**WORK ITEM:** Beginning with the first line of the material, set down each line exactly as written, up to and including the line with "two-conveyor line control".

== == ==

//! # Conveyor Control Unit
//!
//! Cyclic control of a two-conveyor line. Loads an optional TOML
//! configuration, performs RT setup, runs the cycle loop until the cycle
//! limit or Ctrl-C, then drains the line through its stop sequence.

use clap::Parser;
use conveyor_common::config::{ConfigError, ControlConfig, LogLevel};
use conveyor_control_unit::cycle::{CycleRunner, rt_setup};
use std::path::PathBuf;
use std::process;
use std::sync::Arc;
use std::sync::atomic::{AtomicBool, Ordering};
use tracing::{Level, error, info};
use tracing_subscriber::EnvFilter;

/// Upper bound on cycles spent stopping the line on shutdown.
const DRAIN_CYCLES_MAX: u64 = 1_000;

/// Conveyor Control Unit — cyclic two-conveyor line control
#[derive(Parser, Debug)]
#[command(name = "conveyor_control_unit")]
#[command(version)]
#[command(about = "Cyclic control engine for a two-conveyor line")]
struct Args {
    /// Path to the TOML configuration. Built-in defaults when omitted.
    #[arg(short, long, value_name = "FILE")]
    config: Option<PathBuf>,

    /// Stop after N cycles (0 = run until Ctrl-C).
    #[arg(long, default_value_t = 0)]
    cycles: u64,

    /// Override `cycle.cycle_time_ms`.
    #[arg(long, value_name = "MS")]
    cycle_time_ms: Option<u64>,

    /// Disable the periodic auto-mode toggle.
    #[arg(long)]
    no_auto: bool,

    /// CPU core to pin the cycle thread to (`rt` feature only).
    #[arg(long, default_value_t = 1)]
    cpu_core: usize,

    /// SCHED_FIFO priority (`rt` feature only).
    #[arg(long, default_value_t = 80)]
    rt_priority: i32,

    /// Enable verbose logging (DEBUG level).
    #[arg(short, long)]
    verbose: bool,

    /// Output logs in JSON format.
    #[arg(long)]
    json: bool,

    /// Print the final line report as JSON on exit.
    #[arg(long)]
    report: bool,
}

fn main() {
    let args = Args::parse();

    let config = match load_config(&args) {
        Ok(config) => config,
        Err(e) => {
            setup_tracing(&args, LogLevel::default());
            error!("FATAL: {e}");
            process::exit(1);
        }
    };
    setup_tracing(&args, config.shared.log_level);

    info!(
        "Conveyor Control Unit v{} starting...",
        env!("CARGO_PKG_VERSION")
    );

    if let Err(e) = run(&args, config) {
        error!("FATAL: {e}");
        process::exit(1);
    }

    info!("Conveyor Control Unit shutdown complete");
}

fn run(args: &Args, config: ControlConfig) -> Result<(), Box<dyn std::error::Error>> {
    info!(
        "Config OK: service={}, cycle_time={}ms, auto_mode={}",
        config.shared.service_name, config.cycle.cycle_time_ms, config.orchestrator.auto_mode,
    );

    rt_setup(args.cpu_core, args.rt_priority)?;
    info!(
        "RT setup complete (cpu_core={}, priority={})",
        args.cpu_core, args.rt_priority
    );

    let mut runner = CycleRunner::new(config);

    let running = Arc::new(AtomicBool::new(true));
    let r = running.clone();
    ctrlc::set_handler(move || {
        info!("Received shutdown signal");
        r.store(false, Ordering::SeqCst);
    })?;

    let executed = runner.run(args.cycles, &running)?;
    info!(
        cycles = executed,
        overruns = runner.stats().overruns,
        avg_cycle_ns = runner.stats().avg_cycle_ns(),
        "cycle loop finished"
    );

    let drained = runner.drain(DRAIN_CYCLES_MAX);
    info!(cycles = drained, "line stopped");

    if args.report {
        println!("{}", serde_json::to_string_pretty(&runner.report())?);
    }

    Ok(())
}

/// Load the file (if any), apply CLI overrides and validate.
fn load_config(args: &Args) -> Result<ControlConfig, ConfigError> {
    let mut config = match args.config {
        Some(ref path) => ControlConfig::load_validated(path)?,
        None => ControlConfig::default(),
    };
    if let Some(ms) = args.cycle_time_ms {
        config.cycle.cycle_time_ms = ms;
    }
    if args.no_auto {
        config.orchestrator.auto_mode = false;
    }
    config.validate()?;
    Ok(config)
}

/// Setup tracing subscriber from CLI flags and the configured level.
fn setup_tracing(args: &Args, configured: LogLevel) {
    let level = if args.verbose {
        Level::DEBUG
    } else {
        Level::from(configured)
    };

    let filter = EnvFilter::from_default_env().add_directive(level.into());

    if args.json {
        tracing_subscriber::fmt()
            .with_env_filter(filter)
            .json()
            .init();
    } else {
        tracing_subscriber::fmt()
            .with_env_filter(filter)
            .compact()
            .init();
    }
}
//! Conveyor Common Library
//!
//! Shared definitions for the conveyor line control workspace: the state
//! enumerations used by every state machine, fault flags, configuration
//! loading and the status/data records published for reporting.
//!
//! # Module Structure
//!
//! - [`consts`] - Default timing constants and parameter bounds
//! - [`config`] - TOML configuration types and the [`config::ConfigLoader`] trait
//! - [`state`] - `MotorState` (shared by motor and conveyor) and `SystemState`
//! - [`fault`] - Motor fault sub-flags and fault causes
//! - [`status`] - Process-wide status and the conveyor data record
//! - [`prelude`] - Common re-exports for convenience

pub mod config;
pub mod consts;
pub mod fault;
pub mod prelude;
pub mod state;
pub mod status;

== == ==

**SOLUTION TO THE PROBLEM:**
//! # Conveyor Control Unit
//!
//! Cyclic control of a two-conveyor line. Loads an optional TOML
//! configuration, performs RT setup, runs the cycle loop until the cycle
//! limit or Ctrl-C, then drains the line through its stop sequence.

use clap::Parser;
use conveyor_common::config::{ConfigError, ControlConfig, LogLevel};
use conveyor_control_unit::cycle::{CycleRunner, rt_setup};
use std::path::PathBuf;
use std::process;
use std::sync::Arc;
use std::sync::atomic::{AtomicBool, Ordering};
use tracing::{Level, error, info};
use tracing_subscriber::EnvFilter;

/// Upper bound on cycles spent stopping the line on shutdown.
const DRAIN_CYCLES_MAX: u64 = 1_000;

/// Conveyor Control Unit — cyclic two-conveyor line control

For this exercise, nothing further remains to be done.